**What to do**:
Each line of the entries below that holds "stream" is needed, copied in full.

**Stored data entries**:
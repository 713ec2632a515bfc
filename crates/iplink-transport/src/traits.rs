// ============================================
// File: crates/iplink-transport/src/traits.rs
// ============================================
//! # Transport Traits
//!
//! ## Creation Reason
//! Defines the capability traits the link engine consumes, so the engine
//! can be driven by real devices in production and by in-memory mocks in
//! tests.
//!
//! ## Main Functionality
//! - [`SerialLink`]: byte-stream read/write on the UART side
//! - [`TunInterface`]: datagram recv/send plus link up/down on the TUN side
//! - [`TunOptions`]: TUN device creation parameters
//!
//! ## Design Philosophy
//! - The engine is generic over both traits; dispatch is monomorphized
//! - Every async method resolves only when the underlying descriptor was
//!   ready AND the operation completed, so awaiting one of these futures
//!   doubles as a readiness subscription
//! - Would-block never escapes an implementation
//!
//! ## ⚠️ Important Note for Next Developer
//! - Methods take `&self`; implementations use interior readiness state
//! - Short reads and writes are normal and the caller's problem
//!
//! ## Last Modified
//! v0.1.0 - Initial trait definitions

use std::net::Ipv4Addr;

use async_trait::async_trait;

use crate::error::Result;

// ============================================
// SerialLink Trait
// ============================================

/// Abstract interface for the serial byte stream.
///
/// # Example
/// ```ignore
/// async fn drain<S: SerialLink>(uart: &S) -> Result<()> {
///     let mut buf = [0u8; 4096];
///     loop {
///         let n = uart.read(&mut buf).await?;
///         // feed buf[..n] into the frame decoder
///     }
/// }
/// ```
#[async_trait]
pub trait SerialLink: Send + Sync {
    /// Reads available bytes into `buf`, waiting until the line is readable.
    ///
    /// # Returns
    /// Number of bytes read; may be any value up to `buf.len()`.
    ///
    /// # Errors
    /// Returns error on a real I/O failure (never on would-block).
    async fn read(&self, buf: &mut [u8]) -> Result<usize>;

    /// Writes a prefix of `buf`, waiting until the line accepts output.
    ///
    /// # Returns
    /// Number of bytes accepted by the kernel; short writes are normal.
    ///
    /// # Errors
    /// Returns error on a real I/O failure (never on would-block).
    async fn write(&self, buf: &[u8]) -> Result<usize>;
}

// ============================================
// TunInterface Trait
// ============================================

/// Abstract interface for the TUN device.
///
/// # Data Format
/// Every datagram read from or written to the device carries the 4-byte
/// kernel packet-info prefix (`{flags: u16, proto: u16}`); the link engine
/// transports the prefix verbatim.
#[async_trait]
pub trait TunInterface: Send + Sync {
    /// Receives one datagram into `buf`, waiting until one is available.
    ///
    /// # Returns
    /// Length of the datagram, including the packet-info prefix.
    ///
    /// # Errors
    /// Returns error on a real I/O failure (never on would-block).
    async fn recv(&self, buf: &mut [u8]) -> Result<usize>;

    /// Sends one datagram (packet-info prefix included).
    ///
    /// # Errors
    /// Returns error on a real I/O failure (never on would-block).
    async fn send(&self, buf: &[u8]) -> Result<usize>;

    /// Waits until the device would accept a datagram.
    ///
    /// The engine uses this to gate dequeuing a received frame: the frame is
    /// only popped and validated once the device can take the result.
    async fn writable(&self) -> Result<()>;

    /// Brings the interface up or down.
    ///
    /// Not idempotent at this level; the engine tracks the current state and
    /// only calls this on transitions.
    ///
    /// # Errors
    /// Returns error if the interface flags cannot be changed.
    async fn set_up(&self, up: bool) -> Result<()>;

    /// Returns the interface name as assigned by the kernel.
    fn name(&self) -> &str;

    /// Returns the interface MTU.
    fn mtu(&self) -> u16;
}

// ============================================
// TunOptions
// ============================================

/// Parameters for TUN device creation.
///
/// # Example
/// ```
/// use iplink_transport::traits::TunOptions;
/// use std::net::Ipv4Addr;
///
/// let options = TunOptions::new("uart0")
///     .with_address(Ipv4Addr::new(10, 101, 0, 1))
///     .with_netmask(Ipv4Addr::new(255, 255, 255, 252))
///     .with_mtu(3600);
/// assert!(options.validate().is_ok());
/// ```
#[derive(Debug, Clone)]
pub struct TunOptions {
    /// Interface name (e.g. "uart0"). May be a pattern like "tun%d".
    pub name: String,
    /// Local address of the point-to-point link.
    pub address: Ipv4Addr,
    /// Network mask.
    pub netmask: Ipv4Addr,
    /// Interface MTU.
    pub mtu: u16,
}

impl TunOptions {
    /// Creates options with defaults for a companion-board link.
    #[must_use]
    pub fn new(name: impl Into<String>) -> Self {
        Self {
            name: name.into(),
            address: Ipv4Addr::new(10, 101, 0, 1),
            netmask: Ipv4Addr::new(255, 255, 255, 252),
            mtu: 1280,
        }
    }

    /// Sets the local address.
    #[must_use]
    pub const fn with_address(mut self, address: Ipv4Addr) -> Self {
        self.address = address;
        self
    }

    /// Sets the network mask.
    #[must_use]
    pub const fn with_netmask(mut self, netmask: Ipv4Addr) -> Self {
        self.netmask = netmask;
        self
    }

    /// Sets the MTU.
    #[must_use]
    pub const fn with_mtu(mut self, mtu: u16) -> Self {
        self.mtu = mtu;
        self
    }

    /// Validates the options.
    ///
    /// # Errors
    /// Returns error if the name or MTU is out of range.
    pub fn validate(&self) -> Result<()> {
        use crate::error::TransportError;

        if self.name.is_empty() {
            return Err(TransportError::invalid_config(
                "name",
                "device name cannot be empty",
            ));
        }
        if self.name.len() > 15 {
            return Err(TransportError::invalid_config(
                "name",
                "device name cannot exceed 15 characters",
            ));
        }
        if self.mtu < 64 {
            return Err(TransportError::invalid_config(
                "mtu",
                "MTU must be at least 64 bytes",
            ));
        }
        Ok(())
    }
}

// ============================================
// Tests
// ============================================

#[cfg(test)]
mod tests {
    use super::*;

    #[test]
    fn test_tun_options_defaults() {
        let options = TunOptions::new("uart0");
        assert_eq!(options.name, "uart0");
        assert_eq!(options.mtu, 1280);
    }

    #[test]
    fn test_tun_options_builder() {
        let options = TunOptions::new("link0")
            .with_address(Ipv4Addr::new(10, 0, 0, 1))
            .with_netmask(Ipv4Addr::new(255, 255, 0, 0))
            .with_mtu(576);

        assert_eq!(options.address, Ipv4Addr::new(10, 0, 0, 1));
        assert_eq!(options.netmask, Ipv4Addr::new(255, 255, 0, 0));
        assert_eq!(options.mtu, 576);
    }

    #[test]
    fn test_tun_options_validation() {
        assert!(TunOptions::new("uart0").validate().is_ok());
        assert!(TunOptions::new("").validate().is_err());
        assert!(TunOptions::new("a".repeat(20)).validate().is_err());
        assert!(TunOptions::new("uart0").with_mtu(32).validate().is_err());
        // The floor itself is allowed.
        assert!(TunOptions::new("uart0").with_mtu(64).validate().is_ok());
    }
}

**Finished exercise**:
//! - [`SerialLink`]: byte-stream read/write on the UART side
/// Abstract interface for the serial byte stream.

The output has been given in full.